Bilateral visual loss secondary to inherited optic neuropathies is an important cause of registrable blindness among children and young adults. The two prototypal disorders seen in clinical practice are Leber hereditary optic neuropathy (LHON) and autosomal dominant optic atrophy (DOA). About 90% of LHON cases are due to one of three mitochondrial DNA (mtDNA) point mutations: m.3460G>A, m.11778G>A, and m.14484T>C, which affect critical complex I subunits of the mitochondrial respiratory chain. The majority of patients with DOA harbour pathogenic mutations within OPA1, a nuclear gene that codes for a multifunctional inner mitochondrial membrane protein. Despite their contrasting genetic basis, LHON and DOA share overlapping pathological and clinical features that serve to highlight the striking tissue-specific vulnerability of the retinal ganglion cell (RGC) layer to disturbed mitochondrial function. In addition to severe visual loss secondary to progressive optic nerve degeneration, a subgroup of patients will also develop a more aggressive syndromic phenotype marked by significant neurological deficits. The management of LHON and DOA remains largely supportive, but major advances in our understanding of the mechanisms underpinning RGC loss in these two disorders are paving the way for novel forms of treatment aimed at halting or reversing visual deterioration at different stages of the disease process.
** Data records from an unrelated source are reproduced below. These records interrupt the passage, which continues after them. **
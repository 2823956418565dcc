use serde::Deserialize;

use authz_core::{Endpoint, Entity};

/// The JSON shape of a tuple endpoint: either a bare principal id, or an
/// explicit `(entity_type, entity_id)` pair. Mirrors `authz_core::Endpoint`.
#[derive(Debug, Deserialize)]
#[serde(untagged)]
pub enum EndpointJson {
    Principal { principal_id: String },
    Entity { entity_type: String, entity_id: String },
}

impl From<EndpointJson> for Endpoint {
    fn from(value: EndpointJson) -> Self {
        match value {
            EndpointJson::Principal { principal_id } => Endpoint::Principal(principal_id),
            EndpointJson::Entity {
                entity_type,
                entity_id,
            } => Endpoint::Entity(Entity::new(entity_type, entity_id)),
        }
    }
}

impl EndpointJson {
    pub fn entity(&self) -> Entity {
        match self {
            EndpointJson::Principal { principal_id } => Entity::principal(principal_id.clone()),
            EndpointJson::Entity {
                entity_type,
                entity_id,
            } => Entity::new(entity_type.clone(), entity_id.clone()),
        }
    }
}

#[cfg(test)]
mod tests {
    use super::*;

    #[test]
    fn deserializes_principal_shape() {
        let json = serde_json::json!({"principal_id": "user:jane"});
        let endpoint: EndpointJson = serde_json::from_value(json).unwrap();
        assert_eq!(endpoint.entity(), Entity::principal("user:jane"));
    }

    #[test]
    fn deserializes_entity_shape() {
        let json = serde_json::json!({"entity_type": "doc", "entity_id": "d1"});
        let endpoint: EndpointJson = serde_json::from_value(json).unwrap();
        assert_eq!(endpoint.entity(), Entity::new("doc", "d1"));
    }
}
In addition to neuroprotective strategies for rescuing RGCs from irreversible cell death, innovative in vitro fertilisation techniques are providing the tantalising prospect of preventing the germline transmission of pathogenic mtDNA mutations, eradicating in so doing the risk of disease in future generations.

Figure 1

The prevalence of inherited optic neuropathies in the North of the United Kingdom. *Includes patients with LHON and DOA.

Figure 2

(a) Fundal abnormalities in Leber hereditary optic neuropathy. This m.11778G>A male carrier experienced visual loss in his right eye initially, followed 8 months later by his left eye. The fundus pictures were taken 1 month after the left eye had become affected. Best-corrected visual acuities at that point were counting fingers in the right eye and 6/36 in the left eye. There is temporal pallor of the right optic disc, whereas the left optic disc is still hyperaemic consistent with the more recent disease onset. Vascular tortuosity of the central retinal vessels can also be observed in both eyes. L, left eye; R, right eye; T, temporal papillomacular bundle. (b) Pattern of retinal ganglion cell loss in autosomal dominant optic atrophy. The patient harbours a pathogenic OPA1 nonsense mutation within exon 27 (c.2713C>T, p.R905X). Pallor of the optic nerve head is more pronounced temporally and optical coherence tomography (OCT) imaging shows relative sparing of the nasal peripapillary retinal nerve fibre layer (RNFL). OCT measurements were obtained with the spectral-domain Cirrus platform (Carl Zeiss Meditec, Dublin, CA, USA). In addition to the average thickness, RNFL values are shown for each individual quadrant and each clock hour. The analysis software automatically selects the appropriate age-corrected normative range for the patient, and the RNFL measurements (dark traces) are represented within colour-coded distribution centiles: (i) red<1%, (ii) yellow 1–5%, and (iii) green 5–95%.